Muszę przyznać, że dla mnie jest to powieść denerwująca: najbardziej irytuje mnie, zresztą nie pierwszy raz, postać Petera Dulutha, który jest bardzo zdecydowany w swoich podejrzeniach i decyzjach – do czasu gdy jego absolutna pewność okazuje się fałszywa; wtedy przyjmuje za pewnik zmienioną decyzję. Denerwujące są też finałowe wolty, kiedy nasze podejrzenia trochę zbyt często są wywracane do góry nogami („Wszystko wcześniej czy później stawało się nie tym, czym było na początku”); przyznam też, że zirytowała mnie postać chłopca z płóciennym workiem, który czasami jest kimś całkiem innym. Ale poza tym jest to książka dość przyzwoita, oczyma wyobraźni widzimy film nakręcony na jej podstawie i widzimy Alfreda Hitchcocka za kamerą – jest tu cały czas utrzymywany niepokojący nastrój i czasami wręcz wyczekujemy czegoś złego.
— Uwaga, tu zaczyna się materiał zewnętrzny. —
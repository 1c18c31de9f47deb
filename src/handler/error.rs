//! Per-request errors and the stage sentinel.

use axum::http::StatusCode;
use thiserror::Error;

/// An error that ends request processing with an HTTP status.
#[derive(Debug, Clone, Error)]
#[error("HTTP {status}: {message}")]
pub struct HttpError {
    pub status: StatusCode,
    pub message: String,
}

impl HttpError {
    /// Build an error from a numeric status. Invalid codes become 500.
    pub fn new(status: u16, message: impl Into<String>) -> Self {
        Self {
            status: StatusCode::from_u16(status).unwrap_or(StatusCode::INTERNAL_SERVER_ERROR),
            message: message.into(),
        }
    }

    pub fn bad_request(message: impl Into<String>) -> Self {
        Self::new(400, message)
    }

    pub fn not_found(message: impl Into<String>) -> Self {
        Self::new(404, message)
    }

    pub fn internal(message: impl Into<String>) -> Self {
        Self::new(500, message)
    }
}

/// Why the stage sequence stopped early.
#[derive(Debug)]
pub enum Halt {
    /// The handler already wrote its error response; recovery does nothing.
    Written,
    /// An error the recovery stage turns into a response.
    Error(HttpError),
}

impl From<HttpError> for Halt {
    fn from(err: HttpError) -> Self {
        Halt::Error(err)
    }
}

/// Result of every lifecycle hook and verb method.
pub type HandlerResult = Result<(), Halt>;
//! Shared utilities for integration tests.

use std::net::SocketAddr;
use std::path::Path;

use lemon::config::AppConfig;
use lemon::{Application, HttpServer, Route, Shutdown};
use tokio::net::TcpListener;

/// A server running on an ephemeral local port.
pub struct TestServer {
    pub addr: SocketAddr,
    pub shutdown: Shutdown,
}

impl TestServer {
    pub fn url(&self, path: &str) -> String {
        format!("http://{}{}", self.addr, path)
    }
}

impl Drop for TestServer {
    fn drop(&mut self) {
        self.shutdown.trigger();
    }
}

/// Start serving `app`. The listener is bound before this returns.
pub async fn spawn_app(app: Application) -> TestServer {
    let listener = TcpListener::bind("127.0.0.1:0").await.unwrap();
    let addr = listener.local_addr().unwrap();
    let shutdown = Shutdown::new();
    let server_shutdown = shutdown.subscribe();

    tokio::spawn(async move {
        let _ = HttpServer::new(app).run(listener, server_shutdown).await;
    });

    TestServer { addr, shutdown }
}

/// Build an application rooted at `work_dir` and start it.
pub async fn spawn_routes(routes: Vec<Route>, config: AppConfig, work_dir: &Path) -> TestServer {
    let app = Application::with_work_dir(routes, config, work_dir).unwrap();
    spawn_app(app).await
}

/// Client that keeps cookies and does not follow redirects.
pub fn client() -> reqwest::Client {
    reqwest::Client::builder()
        .no_proxy()
        .cookie_store(true)
        .redirect(reqwest::redirect::Policy::none())
        .build()
        .unwrap()
}

/// Production settings: no debug pages.
#[allow(dead_code)]
pub fn production() -> AppConfig {
    AppConfig {
        debug: false,
        ..AppConfig::default()
    }
}
//! Static file serving.
//!
//! # Responsibilities
//! - Map the captured path onto the configured root without escaping it
//! - Answer conditional (`If-Modified-Since`) and single-range requests
//! - Set content type, `Last-Modified` and `Accept-Ranges`
//!
//! # Design Decisions
//! - Files are read whole; multi-range requests get the full body
//! - Range responses are never compressed
//! - A `v` query argument marks a versioned URL and enables long caching

use std::fs;
use std::io;
use std::path::{Component, Path, PathBuf};
use std::time::{Duration, SystemTime, UNIX_EPOCH};

use axum::http::Method;
use serde_json::Value;

use crate::handler::{
    Halt, HandlerContext, HandlerResult, HttpError, Params, PathArgs, RequestHandler,
};

/// Ten years, for versioned URLs.
const CACHE_MAX_AGE: u64 = 86400 * 365 * 10;

#[derive(Debug, Clone, Copy, PartialEq, Eq)]
enum ByteRange {
    Full,
    Partial { start: u64, end: u64 },
    Unsatisfiable,
}

#[derive(Debug, Default)]
pub struct StaticFileHandler {
    root: PathBuf,
}

impl StaticFileHandler {
    /// Root directory files are served from.
    pub fn root(&self) -> &Path {
        &self.root
    }

    fn map_path(&self, url_path: &str) -> Option<PathBuf> {
        let mut pb = self.root.clone();
        for comp in Path::new(url_path.trim_start_matches('/')).components() {
            match comp {
                Component::Normal(s) => pb.push(s),
                Component::CurDir => {}
                _ => return None,
            }
        }
        Some(pb)
    }

    fn serve(&mut self, ctx: &mut HandlerContext, args: &PathArgs, include_body: bool) -> HandlerResult {
        let [path] = args.exactly::<1>()?;
        let Some(file) = self.map_path(path) else {
            tracing::warn!(path, "rejected static path outside root");
            return Err(not_found(ctx));
        };
        send_file(ctx, &file, include_body)
    }
}

/// Answer with the contents of `file`: conditional and single-range
/// requests included, body omitted for HEAD.
pub(crate) fn send_file(ctx: &mut HandlerContext, file: &Path, include_body: bool) -> HandlerResult {
    let metadata = match fs::metadata(file) {
        Ok(m) if m.is_file() => m,
        _ => return Err(not_found(ctx)),
    };

    let modified = metadata.modified().ok();
    ctx.set_header("accept-ranges", "bytes");
    ctx.set_header("content-type", content_type(file));
    if let Some(modified) = modified {
        ctx.set_header("last-modified", &httpdate::fmt_http_date(modified));
    }
    if !ctx.get_argument("v", "").is_empty() {
        ctx.set_header("cache-control", &format!("public, max-age={CACHE_MAX_AGE}"));
        let expires = SystemTime::now() + Duration::from_secs(CACHE_MAX_AGE);
        ctx.set_header("expires", &httpdate::fmt_http_date(expires));
    }

    if let Some(modified) = modified {
        if not_modified_since(ctx.get_header("if-modified-since"), modified) {
            ctx.write_header(304);
            return Ok(());
        }
    }

    let data = fs::read(file).map_err(|e| read_error(file, e))?;
    let len = data.len() as u64;

    let (start, end) = match parse_range(ctx.get_header("range"), len) {
        ByteRange::Full => {
            if !include_body {
                ctx.response_mut().disable_compression();
                ctx.set_header("content-length", &len.to_string());
                return Ok(());
            }
            ctx.write(&data);
            return Ok(());
        }
        ByteRange::Unsatisfiable => {
            ctx.set_header("content-range", &format!("bytes */{len}"));
            return Err(ctx.raise_http_error(416, "requested range not satisfiable"));
        }
        ByteRange::Partial { start, end } => (start, end),
    };

    ctx.response_mut().disable_compression();
    ctx.set_header("content-range", &format!("bytes {start}-{end}/{len}"));
    ctx.set_header("content-length", &(end - start + 1).to_string());
    ctx.write_header(206);
    if include_body {
        ctx.write(&data[start as usize..=end as usize]);
    }
    Ok(())
}

impl RequestHandler for StaticFileHandler {
    fn path_args(&self, _method: &Method) -> Option<usize> {
        Some(1)
    }

    fn initialize(&mut self, _ctx: &mut HandlerContext, params: &Params) -> HandlerResult {
        let root = params
            .get("path")
            .and_then(Value::as_str)
            .ok_or_else(|| HttpError::internal("static file route has no 'path' parameter"))?;
        self.root = PathBuf::from(root);
        Ok(())
    }

    fn get(&mut self, ctx: &mut HandlerContext, args: &PathArgs) -> HandlerResult {
        self.serve(ctx, args, true)
    }

    fn head(&mut self, ctx: &mut HandlerContext, args: &PathArgs) -> HandlerResult {
        self.serve(ctx, args, false)
    }
}

fn not_found(ctx: &mut HandlerContext) -> Halt {
    ctx.set_header("content-type", "text/plain; charset=utf-8");
    ctx.raise_http_error(404, "404 page not found\n")
}

fn read_error(file: &Path, e: io::Error) -> Halt {
    tracing::error!(path = %file.display(), error = %e, "failed to read static file");
    match e.kind() {
        io::ErrorKind::NotFound => HttpError::not_found("file not found").into(),
        _ => HttpError::internal("failed to read file").into(),
    }
}

fn content_type(path: &Path) -> &'static str {
    match path
        .extension()
        .and_then(|s| s.to_str())
        .unwrap_or("")
        .to_lowercase()
        .as_str()
    {
        "html" | "htm" => "text/html; charset=utf-8",
        "css" => "text/css; charset=utf-8",
        "js" => "application/javascript",
        "json" => "application/json",
        "txt" => "text/plain; charset=utf-8",
        "xml" => "application/xml",
        "svg" => "image/svg+xml",
        "png" => "image/png",
        "jpg" | "jpeg" => "image/jpeg",
        "gif" => "image/gif",
        "ico" => "image/x-icon",
        "webp" => "image/webp",
        "woff" => "font/woff",
        "woff2" => "font/woff2",
        "wasm" => "application/wasm",
        "pdf" => "application/pdf",
        _ => "application/octet-stream",
    }
}

/// True when the client copy (second resolution) is at least as new.
fn not_modified_since(header: &str, modified: SystemTime) -> bool {
    if header.is_empty() {
        return false;
    }
    let Ok(since) = httpdate::parse_http_date(header) else {
        return false;
    };
    let secs = |t: SystemTime| t.duration_since(UNIX_EPOCH).map(|d| d.as_secs()).unwrap_or(0);
    secs(modified) <= secs(since)
}

/// Interpret a `Range` header against a body of `len` bytes.
fn parse_range(header: &str, len: u64) -> ByteRange {
    let Some(spec) = header.trim().strip_prefix("bytes=") else {
        return ByteRange::Full;
    };
    if spec.contains(',') {
        return ByteRange::Full;
    }
    let Some((start, end)) = spec.split_once('-') else {
        return ByteRange::Full;
    };
    let (start, end) = (start.trim(), end.trim());

    if start.is_empty() {
        let Ok(suffix) = end.parse::<u64>() else {
            return ByteRange::Full;
        };
        if suffix == 0 || len == 0 {
            return ByteRange::Unsatisfiable;
        }
        return ByteRange::Partial {
            start: len.saturating_sub(suffix),
            end: len - 1,
        };
    }

    let Ok(start) = start.parse::<u64>() else {
        return ByteRange::Full;
    };
    if start >= len {
        return ByteRange::Unsatisfiable;
    }
    let end = if end.is_empty() {
        len - 1
    } else {
        match end.parse::<u64>() {
            Ok(end) => end.min(len - 1),
            Err(_) => return ByteRange::Full,
        }
    };
    if end < start {
        return ByteRange::Full;
    }
    ByteRange::Partial { start, end }
}

#[cfg(test)]
mod tests {
    use super::*;
    use crate::application::Application;
    use crate::config::AppConfig;
    use crate::handler::{CompletedResponse, Dispatcher};
    use crate::http::request::{RequestContext, RequestOptions};
    use axum::body::Bytes;
    use axum::http::{header, Request, StatusCode};
    use std::sync::Arc;

    fn fixture() -> (tempfile::TempDir, Dispatcher) {
        let dir = tempfile::tempdir().unwrap();
        let static_dir = dir.path().join("static");
        fs::create_dir(&static_dir).unwrap();
        fs::write(static_dir.join("hello.txt"), "Hello, static world!").unwrap();
        fs::write(dir.path().join("secret.txt"), "top secret").unwrap();

        let app = Application::with_work_dir(Vec::new(), AppConfig::default(), dir.path()).unwrap();
        (dir, Dispatcher::new(Arc::new(app)))
    }

    fn send(dispatcher: &Dispatcher, method: &str, uri: &str, headers: &[(&str, &str)]) -> CompletedResponse {
        let mut builder = Request::builder().method(method).uri(uri);
        for (name, value) in headers {
            builder = builder.header(*name, *value);
        }
        let (parts, _) = builder.body(()).unwrap().into_parts();
        dispatcher.dispatch(RequestContext::from_parts(parts, Bytes::new(), RequestOptions::default()))
    }

    #[test]
    fn test_map_path_prevents_traversal() {
        let handler = StaticFileHandler {
            root: PathBuf::from("/srv/static"),
        };
        assert!(handler.map_path("../Cargo.toml").is_none());
        assert!(handler.map_path("css/../../etc/passwd").is_none());
        assert_eq!(
            handler.map_path("css/site.css"),
            Some(PathBuf::from("/srv/static/css/site.css"))
        );
    }

    #[test]
    fn test_serves_file_with_headers() {
        let (_dir, dispatcher) = fixture();
        let response = send(&dispatcher, "GET", "/static/hello.txt", &[]);
        assert_eq!(response.status, StatusCode::OK);
        assert_eq!(response.body.as_ref(), b"Hello, static world!");
        assert_eq!(response.headers[header::CONTENT_TYPE], "text/plain; charset=utf-8");
        assert_eq!(response.headers[header::ACCEPT_RANGES], "bytes");
        assert!(response.headers.contains_key(header::LAST_MODIFIED));
        assert!(!response.headers.contains_key(header::CACHE_CONTROL));
    }

    #[test]
    fn test_traversal_is_404() {
        let (_dir, dispatcher) = fixture();
        let response = send(&dispatcher, "GET", "/static/../secret.txt", &[]);
        assert_eq!(response.status, StatusCode::NOT_FOUND);
    }

    #[test]
    fn test_missing_file_is_404() {
        let (_dir, dispatcher) = fixture();
        let response = send(&dispatcher, "GET", "/static/nope.txt", &[]);
        assert_eq!(response.status, StatusCode::NOT_FOUND);
    }

    #[test]
    fn test_if_modified_since_returns_304() {
        let (_dir, dispatcher) = fixture();
        let first = send(&dispatcher, "GET", "/static/hello.txt", &[]);
        let last_modified = first.headers[header::LAST_MODIFIED].to_str().unwrap().to_string();

        let response = send(
            &dispatcher,
            "GET",
            "/static/hello.txt",
            &[("if-modified-since", &last_modified)],
        );
        assert_eq!(response.status, StatusCode::NOT_MODIFIED);
        assert!(response.body.is_empty());
    }

    #[test]
    fn test_range_returns_206() {
        let (_dir, dispatcher) = fixture();
        let response = send(&dispatcher, "GET", "/static/hello.txt", &[("range", "bytes=0-4")]);
        assert_eq!(response.status, StatusCode::PARTIAL_CONTENT);
        assert_eq!(response.body.as_ref(), b"Hello");
        assert_eq!(response.headers[header::CONTENT_RANGE], "bytes 0-4/20");
    }

    #[test]
    fn test_unsatisfiable_range_returns_416() {
        let (_dir, dispatcher) = fixture();
        let response = send(&dispatcher, "GET", "/static/hello.txt", &[("range", "bytes=100-")]);
        assert_eq!(response.status, StatusCode::RANGE_NOT_SATISFIABLE);
        assert_eq!(response.headers[header::CONTENT_RANGE], "bytes */20");
    }

    #[test]
    fn test_versioned_url_is_cached() {
        let (_dir, dispatcher) = fixture();
        let response = send(&dispatcher, "GET", "/static/hello.txt?v=3", &[]);
        assert_eq!(
            response.headers[header::CACHE_CONTROL],
            format!("public, max-age={CACHE_MAX_AGE}")
        );
    }

    #[test]
    fn test_head_has_no_body() {
        let (_dir, dispatcher) = fixture();
        let response = send(&dispatcher, "HEAD", "/static/hello.txt", &[]);
        assert_eq!(response.status, StatusCode::OK);
        assert!(response.body.is_empty());
        assert_eq!(response.headers[header::CONTENT_LENGTH], "20");
    }

    #[test]
    fn test_post_is_405() {
        let (_dir, dispatcher) = fixture();
        let response = send(&dispatcher, "POST", "/static/hello.txt", &[]);
        assert_eq!(response.status, StatusCode::METHOD_NOT_ALLOWED);
    }

    #[test]
    fn test_parse_range() {
        assert_eq!(parse_range("", 10), ByteRange::Full);
        assert_eq!(parse_range("bytes=2-5", 10), ByteRange::Partial { start: 2, end: 5 });
        assert_eq!(parse_range("bytes=7-", 10), ByteRange::Partial { start: 7, end: 9 });
        assert_eq!(parse_range("bytes=-3", 10), ByteRange::Partial { start: 7, end: 9 });
        assert_eq!(parse_range("bytes=2-50", 10), ByteRange::Partial { start: 2, end: 9 });
        assert_eq!(parse_range("bytes=10-", 10), ByteRange::Unsatisfiable);
        assert_eq!(parse_range("bytes=0-1,3-4", 10), ByteRange::Full);
        assert_eq!(parse_range("items=0-1", 10), ByteRange::Full);
    }

    #[test]
    fn test_content_type_table() {
        assert_eq!(content_type(Path::new("a.CSS")), "text/css; charset=utf-8");
        assert_eq!(content_type(Path::new("favicon.ico")), "image/x-icon");
        assert_eq!(content_type(Path::new("blob")), "application/octet-stream");
    }
}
W powieści przewija się bardzo mało postaci, ale myślę, że jest ich tyle, ile powinno być; akcja toczy się płynnie, a intryga, choć zwariowana, to jest dość wiarygodna; nie jest więc źle, ale uważam, że dziś powieścią mogą zainteresować się chyba tylko fani serii o Peterze Duluthu.

Ukazała się ta książka w Polsce w 1997 roku, a w 1974 roku była drukowana w odcinkach w „Dzienniku Łódzkim” i w „Echu Krakowa”; „Kobra” nie wykazała nią zainteresowania.